Bien sûr, ils appellent. Et on les entend chaque jour. C'est normal. La vraie question est de savoir de quoi nous parlons avec eux, et combien de fois par jour. Mais ce sont des problèmes internes qui appartiennent à notre quotidien de journaliste et nous ne faisons pas figure d'exception. Si quelqu'un vous dit que la pression n'existait pas hier et est apparue aujourd'hui, il vous ment. C'est un combat quotidien et ça fait partie du métier. Après, la question est de savoir à quel moment le journaliste succombe, jusqu'à quel point il souhaite rester objectif...
Revenons-en au journalisme d'investigation : est-ce plus dur de faire de l'investigation en Bulgarie aujourd'hui qu'il y a cinq ans ?
Je pourrai vous donner une réponse à cette question l'année prochaine, car je prépare une thèse sur le sujet. Je fais des observations sur tous les travaux de journalisme d'investigation de ces dernières années diffusées sur bTV et Nova TV. J'essaye de voir quelles sont les tendances en terme de nombre et de nature des sujets traités. Je prends aussi en compte ce qui a été diffusé en fonction des périodes politiques. Je pense que les conclusions de mes travaux seront assez surprenantes. C'est une étude complexe, mais cela permettra d'y voir plus clair et de sortir des affirmations à l'emporte-pièce qui circulent beaucoup ces temps-ci.
Permettez-nous d'insister : si vous conduisez une enquête comme celle-ci, cela veut bien dire que vous avez des hypothèses. Notre hypothèse est que le nombre de journalistes d'investigation en Bulgarie est en déclin.
Faire du journalisme d'investigation est difficile par nature. Cela demande beaucoup d'efforts et de sacrifices, notamment sur le plan personnel. La question est de savoir si nous comptons suffisamment de journalistes prêts à donner de leur temps et de leur énergie pour obtenir des résultats. Je doute qu'il y ait beaucoup de gens capables d'atteindre ce degré d'exigence et ces résultats. Je ne suis pas sûre que ce soient les circonstances actuelles qui nous placent dans la situation d'avoir de moins en moins de journalistes d'investigation. Bien sûr, je ne nie pas l'effet du marché. Le journalisme d'investigation est cher et prend du temps, mais c'est la cerise sur le gâteau.

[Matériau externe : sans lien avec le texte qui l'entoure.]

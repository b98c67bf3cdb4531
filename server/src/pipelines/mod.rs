// artisan_market/src/pipelines/mod.rs

//! Defines and registers the request pipelines of the marketplace.

use crate::errors::AppError;
use artisan_core::FlowRegistry;

pub mod contexts;

pub mod story_pipeline;
pub mod translate_pipeline;
pub mod upload_pipeline;

/// Registers every pipeline with `flows`. Called once at start-up.
pub fn register_all_pipelines(flows: &FlowRegistry<AppError>) {
  tracing::info!("Registering pipelines...");

  upload_pipeline::register_upload_pipeline(flows);
  story_pipeline::register_story_pipeline(flows);
  translate_pipeline::register_translate_pipeline(flows);

  tracing::info!(context_types = ?flows.registered_context_types(), "All application pipelines registered.");
}
// artisan_core/src/catalog/merge.rs

//! Combines what the artisan typed with what the AI suggested.
//!
//! For title, description and price the artisan's value wins whenever it is
//! present and non-empty; otherwise the suggestion is used and the field is
//! flagged AI-generated. Cultural context always comes from the AI.

use crate::ai::types::ContentSuggestion;
use crate::catalog::product::{ContentField, Provenance};
use crate::catalog::upload::UploadFields;
use serde::Serialize;

#[derive(Debug, Clone, PartialEq, Serialize)]
pub struct MergedContent {
  pub title: String,
  pub description: String,
  pub price: f64,
  pub cultural_context: String,
  pub provenance: Provenance,
}

pub fn merge_upload(upload: &UploadFields, suggestion: &ContentSuggestion) -> MergedContent {
  let mut provenance = Provenance::new();

  let title = pick(upload.user_title().map(str::to_owned), &suggestion.title, ContentField::Title, &mut provenance);
  let description = pick(
    upload.user_description().map(str::to_owned),
    &suggestion.description,
    ContentField::Description,
    &mut provenance,
  );
  let price = pick(upload.user_price(), &suggestion.price_suggestion, ContentField::Price, &mut provenance);

  provenance.mark(ContentField::CulturalContext, true);

  MergedContent {
    title,
    description,
    price,
    cultural_context: suggestion.cultural_context.clone(),
    provenance,
  }
}

fn pick<T: Clone>(user: Option<T>, suggested: &T, field: ContentField, provenance: &mut Provenance) -> T {
  provenance.mark(field, user.is_none());
  user.unwrap_or_else(|| suggested.clone())
}
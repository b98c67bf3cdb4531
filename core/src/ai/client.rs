// artisan_core/src/ai/client.rs

//! The completion-service seam: send a prompt, get text back or an error.

use crate::ai::prompts::SYSTEM_MESSAGE;
use async_trait::async_trait;
use reqwest::Client;
use serde::{Deserialize, Serialize};
use std::time::Duration;
use thiserror::Error;
use tracing::{debug, instrument};

#[derive(Debug, Error)]
pub enum CompletionError {
  #[error("completion service is not configured")]
  Disabled,

  #[error("completion timed out after {0:?}")]
  Timeout(Duration),

  #[error("transport error: {0}")]
  Transport(String),

  #[error("completion service returned {status}: {body}")]
  Service { status: u16, body: String },

  #[error("malformed completion response: {0}")]
  Malformed(String),
}

impl CompletionError {
  /// Whether another attempt could plausibly succeed.
  pub fn is_retryable(&self) -> bool {
    match self {
      CompletionError::Timeout(_) | CompletionError::Transport(_) => true,
      CompletionError::Service { status, .. } => *status == 429 || *status >= 500,
      CompletionError::Disabled | CompletionError::Malformed(_) => false,
    }
  }
}

#[async_trait]
pub trait CompletionClient: Send + Sync {
  async fn complete(&self, prompt: &str) -> Result<String, CompletionError>;
}

/// Used when no API key is configured: every call fails with `Disabled`,
/// so every caller takes its fallback path.
#[derive(Debug, Clone, Copy, Default)]
pub struct DisabledCompletionClient;

#[async_trait]
impl CompletionClient for DisabledCompletionClient {
  async fn complete(&self, _prompt: &str) -> Result<String, CompletionError> {
    Err(CompletionError::Disabled)
  }
}

/// OpenAI-compatible `/chat/completions` client.
#[derive(Clone)]
pub struct HttpCompletionClient {
  http: Client,
  api_key: String,
  base_url: String,
  model: String,
  timeout: Duration,
}

#[derive(Serialize)]
struct ChatRequest<'a> {
  model: &'a str,
  messages: [ChatMessage<'a>; 2],
  temperature: f32,
}

#[derive(Serialize)]
struct ChatMessage<'a> {
  role: &'static str,
  content: &'a str,
}

#[derive(Deserialize)]
struct ChatResponse {
  choices: Vec<ChatChoice>,
}

#[derive(Deserialize)]
struct ChatChoice {
  message: ChatChoiceMessage,
}

#[derive(Deserialize)]
struct ChatChoiceMessage {
  content: Option<String>,
}

impl HttpCompletionClient {
  pub fn new(api_key: impl Into<String>, timeout: Duration) -> Result<Self, CompletionError> {
    let http = Client::builder()
      .timeout(timeout)
      .build()
      .map_err(|e| CompletionError::Transport(format!("failed to build HTTP client: {}", e)))?;
    Ok(Self {
      http,
      api_key: api_key.into(),
      base_url: "https://api.openai.com/v1".to_string(),
      model: "gpt-4o-mini".to_string(),
      timeout,
    })
  }

  pub fn with_base_url(mut self, url: impl Into<String>) -> Self {
    self.base_url = url.into().trim_end_matches('/').to_string();
    self
  }

  pub fn with_model(mut self, model: impl Into<String>) -> Self {
    self.model = model.into();
    self
  }

  pub fn model(&self) -> &str {
    &self.model
  }
}

#[async_trait]
impl CompletionClient for HttpCompletionClient {
  #[instrument(name = "HttpCompletionClient::complete", skip_all, fields(model = %self.model, prompt_len = prompt.len()))]
  async fn complete(&self, prompt: &str) -> Result<String, CompletionError> {
    let request = ChatRequest {
      model: &self.model,
      messages: [
        ChatMessage {
          role: "system",
          content: SYSTEM_MESSAGE,
        },
        ChatMessage {
          role: "user",
          content: prompt,
        },
      ],
      temperature: 0.7,
    };

    let response = self
      .http
      .post(format!("{}/chat/completions", self.base_url))
      .bearer_auth(&self.api_key)
      .json(&request)
      .send()
      .await
      .map_err(|e| {
        if e.is_timeout() {
          CompletionError::Timeout(self.timeout)
        } else {
          CompletionError::Transport(e.to_string())
        }
      })?;

    let status = response.status();
    if !status.is_success() {
      let body = response.text().await.unwrap_or_default();
      return Err(CompletionError::Service {
        status: status.as_u16(),
        body,
      });
    }

    let chat: ChatResponse = response
      .json()
      .await
      .map_err(|e| CompletionError::Malformed(e.to_string()))?;

    let content = chat
      .choices
      .into_iter()
      .next()
      .and_then(|c| c.message.content)
      .ok_or_else(|| CompletionError::Malformed("no choices in response".to_string()))?;
    debug!(completion_len = content.len(), "Completion received.");
    Ok(content)
  }
}
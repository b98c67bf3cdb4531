// artisan_market/src/errors.rs

use actix_web::http::StatusCode;
use actix_web::{HttpResponse, ResponseError};
use artisan_core::catalog::ListingError;
use artisan_core::FlowError;
use serde_json::json;
use thiserror::Error;

use crate::services::identity::AuthError;

/// Every failure a request can end in. AI failures never reach this type:
/// the generator answers them with fallbacks.
#[derive(Debug, Error)]
pub enum AppError {
  #[error("invalid request: {0}")]
  Validation(String),

  #[error("unauthorized: {0}")]
  Auth(String),

  #[error("not found: {0}")]
  NotFound(String),

  #[error("misconfigured: {0}")]
  Config(String),

  #[error("storage failure: {0}")]
  Sqlx(#[from] sqlx::Error),

  #[error("pipeline failure: {source}")]
  Workflow {
    #[from]
    source: FlowError,
  },

  #[error("internal failure: {0}")]
  Internal(String),

  /// A pipeline answered `Stop` where the handler needed it to complete.
  #[error("request pipeline stopped before completing")]
  PipelineHalted,
}

impl From<anyhow::Error> for AppError {
  fn from(err: anyhow::Error) -> Self {
    match err.downcast::<sqlx::Error>() {
      Ok(sqlx_err) => AppError::Sqlx(sqlx_err),
      Err(other) => AppError::Internal(format!("{:#}", other)),
    }
  }
}

impl From<ListingError> for AppError {
  fn from(err: ListingError) -> Self {
    AppError::Validation(err.to_string())
  }
}

impl From<AuthError> for AppError {
  fn from(err: AuthError) -> Self {
    match err {
      AuthError::InvalidGrant(m) => AppError::Config(m),
      other => AppError::Auth(other.to_string()),
    }
  }
}

impl ResponseError for AppError {
  fn status_code(&self) -> StatusCode {
    match self {
      AppError::Validation(_) => StatusCode::BAD_REQUEST,
      AppError::Auth(_) => StatusCode::UNAUTHORIZED,
      AppError::NotFound(_) => StatusCode::NOT_FOUND,
      AppError::PipelineHalted => StatusCode::CONFLICT,
      AppError::Config(_) | AppError::Sqlx(_) | AppError::Workflow { .. } | AppError::Internal(_) => {
        StatusCode::INTERNAL_SERVER_ERROR
      }
    }
  }

  fn error_response(&self) -> HttpResponse {
    let status = self.status_code();
    let body = match self {
      AppError::Validation(m) | AppError::Auth(m) | AppError::NotFound(m) => {
        tracing::warn!(status = status.as_u16(), error = %self, "Rejecting request.");
        json!({ "error": m })
      }
      AppError::PipelineHalted => {
        tracing::warn!(error = %self, "Request pipeline halted.");
        json!({ "error": "Request could not be completed." })
      }
      AppError::Sqlx(e) => {
        tracing::error!(error = %e, "Storage failure while handling request.");
        json!({ "error": "Storage is unavailable." })
      }
      AppError::Workflow { source } => {
        tracing::error!(flow_error = ?source, "Pipeline failure while handling request.");
        json!({ "error": "Request processing failed.", "detail": source.to_string() })
      }
      AppError::Config(m) | AppError::Internal(m) => {
        tracing::error!(error = %self, "Server-side failure while handling request.");
        json!({ "error": "Something went wrong on our side.", "detail": m })
      }
    };
    HttpResponse::build(status).json(body)
  }
}

pub type Result<T, E = AppError> = std::result::Result<T, E>;
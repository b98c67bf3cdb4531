// artisan_market/src/main.rs

mod config;
mod errors;
mod models;
mod pipelines;
mod services;
mod state;
mod web;

use crate::config::{AppConfig, AuthMode, LogFormat};
use crate::errors::{AppError, Result as AppResult};
use crate::services::identity::{DevTokenVerifier, StaticTokenVerifier, TokenVerifier};
use crate::services::memory_store::InMemoryMarketStore;
use crate::services::pg_store::PgMarketStore;
use crate::services::store::MarketStore;
use crate::state::AppState;

use actix_web::{web as actix_data, App, HttpServer};
use anyhow::Context;
use artisan_core::{CompletionClient, ContentGenerator, DisabledCompletionClient, GeneratorSettings, HttpCompletionClient};
use sqlx::postgres::PgPoolOptions;
use std::sync::Arc;
use tracing::{error, info, warn};
use tracing_subscriber::fmt::format::FmtSpan;
use tracing_subscriber::EnvFilter;

fn init_tracing(format: LogFormat) {
  let filter = EnvFilter::try_from_default_env().unwrap_or_else(|_| EnvFilter::new("info"));
  let builder = tracing_subscriber::fmt()
    .with_env_filter(filter)
    .with_span_events(FmtSpan::CLOSE);
  match format {
    LogFormat::Json => builder.json().init(),
    LogFormat::Pretty => builder.init(),
  }
}

async fn build_store(config: &AppConfig) -> AppResult<Arc<dyn MarketStore>> {
  let Some(database_url) = config.database_url.as_deref() else {
    warn!("DATABASE_URL is not set; products and users are kept in memory only.");
    return Ok(Arc::new(InMemoryMarketStore::new()));
  };

  let pool = PgPoolOptions::new().max_connections(10).connect(database_url).await?;
  info!("Successfully connected to the database.");
  sqlx::migrate!("./migrations")
    .run(&pool)
    .await
    .context("Database migration failed")?;
  Ok(Arc::new(PgMarketStore::new(pool)))
}

fn build_generator(config: &AppConfig) -> AppResult<ContentGenerator> {
  let client: Arc<dyn CompletionClient> = match config.ai_api_key.as_deref() {
    Some(api_key) => {
      let client = HttpCompletionClient::new(api_key, config.ai_timeout)
        .map_err(|e| AppError::Config(e.to_string()))?
        .with_base_url(config.ai_base_url.as_str())
        .with_model(config.ai_model.as_str());
      info!(model = client.model(), "AI completion client configured.");
      Arc::new(client)
    }
    None => {
      warn!("AI_API_KEY is not set; every AI request will use its fallback.");
      Arc::new(DisabledCompletionClient)
    }
  };

  let generator = ContentGenerator::new(
    client,
    GeneratorSettings {
      timeout: config.ai_timeout,
      max_retries: config.ai_max_retries,
      ..GeneratorSettings::default()
    },
  );
  info!(settings = ?generator.settings(), "Content generator ready.");
  Ok(generator)
}

fn build_verifier(config: &AppConfig) -> AppResult<Arc<dyn TokenVerifier>> {
  match config.auth_mode {
    AuthMode::Dev => {
      warn!("AUTH_MODE=dev: any bearer token is accepted as the development artisan.");
      Ok(Arc::new(DevTokenVerifier))
    }
    AuthMode::Static => {
      let verifier = StaticTokenVerifier::from_grants(&config.auth_tokens)?;
      if verifier.is_empty() {
        return Err(AppError::Config("AUTH_MODE=static requires AUTH_TOKENS".to_string()));
      }
      info!(grants = verifier.len(), "Static token verifier configured.");
      Ok(Arc::new(verifier))
    }
  }
}

async fn build_app_state(config: Arc<AppConfig>) -> AppResult<AppState> {
  let store = build_store(&config).await?;
  let generator = Arc::new(build_generator(&config)?);
  let verifier = build_verifier(&config)?;
  Ok(AppState::new(store, generator, verifier, config))
}

fn startup_error(e: AppError) -> std::io::Error {
  error!(error = %e, "Server start-up failed.");
  std::io::Error::new(std::io::ErrorKind::Other, e.to_string())
}

#[actix_web::main]
async fn main() -> std::io::Result<()> {
  dotenvy::dotenv().ok();
  init_tracing(LogFormat::from_env());

  info!("Starting artisan marketplace server...");

  let app_config = Arc::new(AppConfig::from_env().map_err(startup_error)?);
  info!(config = ?app_config, "Application configuration loaded.");

  let app_state = build_app_state(app_config.clone()).await.map_err(startup_error)?;

  let server_address = format!("{}:{}", app_config.server_host, app_config.server_port);
  info!("Attempting to bind server to {}...", server_address);

  let cors_origins = app_config.cors_origins.clone();
  HttpServer::new(move || {
    App::new()
      .app_data(actix_data::Data::new(app_state.clone()))
      .wrap(web::cors_policy(&cors_origins))
      .wrap(tracing_actix_web::TracingLogger::default())
      .configure(web::configure_app_routes)
  })
  .bind(&server_address)?
  .run()
  .await
}
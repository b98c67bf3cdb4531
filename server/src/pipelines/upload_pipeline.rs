// artisan_market/src/pipelines/upload_pipeline.rs

use crate::errors::AppError;
use crate::pipelines::contexts::UploadCtxData;
use artisan_core::catalog::merge_upload;
use artisan_core::{ContentRequest, ContextData, FlowRegistry, Pipeline, PipelineControl, Product, StepDef};
use chrono::Utc;
use tracing::{debug, event, info, instrument, Level};
use uuid::Uuid;

/// Description sent to the model when the artisan left theirs blank.
pub const DEFAULT_LISTING_DESCRIPTION: &str = "Beautiful handcrafted item";

/// Registers the product-upload pipeline: validate, ask the AI for listing
/// content, merge it with what the artisan typed, then persist.
pub fn register_upload_pipeline(flows: &FlowRegistry<AppError>) {
  let mut upload_p = Pipeline::<UploadCtxData, AppError>::new(vec![
    StepDef::required("validate_listing"),
    StepDef::optional("note_voice_input")
      .skip_if(|ctx: &ContextData<UploadCtxData>| !ctx.read().upload.has_voice_note()),
    StepDef::required("generate_listing_content"),
    StepDef::required("merge_listing_content"),
    StepDef::required("persist_product"),
  ]);

  upload_p.on("validate_listing", |ctx_data: ContextData<UploadCtxData>| {
    Box::pin(async move {
      let upload = ctx_data.with(|c| c.upload.clone());
      event!(Level::DEBUG, category = %upload.category, "Validating listing upload.");
      upload.validate()?;
      Ok::<_, AppError>(PipelineControl::Continue)
    })
  });

  upload_p.on("note_voice_input", |ctx_data: ContextData<UploadCtxData>| {
    Box::pin(async move {
      let actor_id = ctx_data.with(|c| c.actor.id.clone());
      // Transcription is not wired in; only the note's presence is recorded.
      debug!(%actor_id, "Listing upload carries a voice note.");
      Ok::<_, AppError>(PipelineControl::Continue)
    })
  });

  upload_p.on("generate_listing_content", |ctx_data: ContextData<UploadCtxData>| {
    Box::pin(async move {
      let (generator, request) = {
        let guard = ctx_data.read();
        let request = ContentRequest {
          description: guard
            .upload
            .user_description()
            .unwrap_or(DEFAULT_LISTING_DESCRIPTION)
            .to_string(),
          category: guard.upload.category.clone(),
          materials: guard.upload.materials.clone(),
          artisan_name: Some(guard.actor.name.clone()),
        };
        (guard.app_state.generator.clone(), request)
      };

      let suggestion = generator.generate_product_content(&request).await;
      ctx_data.write().suggestion = Some(suggestion);
      Ok::<_, AppError>(PipelineControl::Continue)
    })
  });

  upload_p.on("merge_listing_content", |ctx_data: ContextData<UploadCtxData>| {
    Box::pin(async move {
      ctx_data.update(|c| {
        let suggestion = c
          .suggestion
          .as_ref()
          .ok_or_else(|| AppError::Internal("merge ran without an AI suggestion".to_string()))?;
        let merged = merge_upload(&c.upload, suggestion);
        debug!(provenance = ?merged.provenance, "Listing content merged.");
        c.merged = Some(merged);
        Ok::<_, AppError>(PipelineControl::Continue)
      })
    })
  });

  upload_p.on("persist_product", |ctx_data: ContextData<UploadCtxData>| {
    Box::pin(persist_product(ctx_data))
  });

  flows.register(upload_p);
  info!("Product upload pipeline registered.");
}

#[instrument(name = "upload::persist_product", skip_all)]
async fn persist_product(ctx_data: ContextData<UploadCtxData>) -> Result<PipelineControl, AppError> {
  let (store, product) = {
    let guard = ctx_data.read();
    let merged = guard
      .merged
      .clone()
      .ok_or_else(|| AppError::Internal("persist ran without merged content".to_string()))?;
    let product = Product::from_listing(
      Uuid::new_v4().to_string(),
      guard.actor.id.clone(),
      &guard.upload,
      merged,
      Utc::now(),
    );
    (guard.app_state.store.clone(), product)
  };

  store.insert_product(&product).await?;
  info!(product_id = %product.id, artisan_id = %product.artisan_id, "Product created.");
  ctx_data.write().product = Some(product);
  Ok(PipelineControl::Continue)
}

Est-ce plus dangereux de faire de l'investigation aujourd'hui ?
Je ne sais pas. Je ne me sens pas menacée. Je n'ai reçu aucune menace. Il faut analyser en profondeur la situation en Bulgarie pour avoir les moyens d'affirmer cela.
Il y a plusieurs jours deux correspondants de la Deutsche Welle, Emi Baruh et Ivan Bedrov, ont été licenciés pour raisons éthiques. Comme s'ils avaient gêné des intérêts politiques.
Nous les avons invités le 25 septembre dans mon émission. J'ai pu voir la lettre envoyée par la banque (lettre envoyée à la DW et qui a provoqué le renvoi des deux journalistes, ndlr) ainsi que le communiqué officiel de la Deutsche Welle. La position de la Deutsche Welle ne tient pas. Comment la Deutsche Welle peut dire que les suspicions contre ses deux collaborateurs sont infondées et les licencier dans le même temps ? De plus, le travail des deux journalistes a toujours fait l'objet d'une supervision éditoriale. N'est-ce donc pas la rédaction en chef qui porte la responsabilité ? Je ne comprends pas non plus l'analyse de la banque. Les articles en question étaient en fait des commentaires. Il s'agit d'un genre, avec toutes ses spécificités. Cela a été complètement oublié. Ivan et Emi m'ont confiée que les déclarations de la Deutsche Welle concernant le fait qu'ils auraient violé les standards d'écriture sont fausses. J'ai travaillé avec Ivan Bedrov à bTV et c'est un professionnel exceptionnel. Pour moi, cette atitude à l'égard des deux journalistes lève une vraie inquiétude et envoie un signal très négatif.
Comment voyez-vous la situation politique évoluer, est-ce que vous vous attendez à une nouvelle escalade de tension ?
Je n'ai aucune idée quant à l'évolution de la situation, mais nous, les journalistes, devons d'abord mettre les choses au clair avec nous mêmes. Tant que nous travaillerons avec profesionnalisme et dans l'intérêt du public, nous serons dans la meillieure des positions.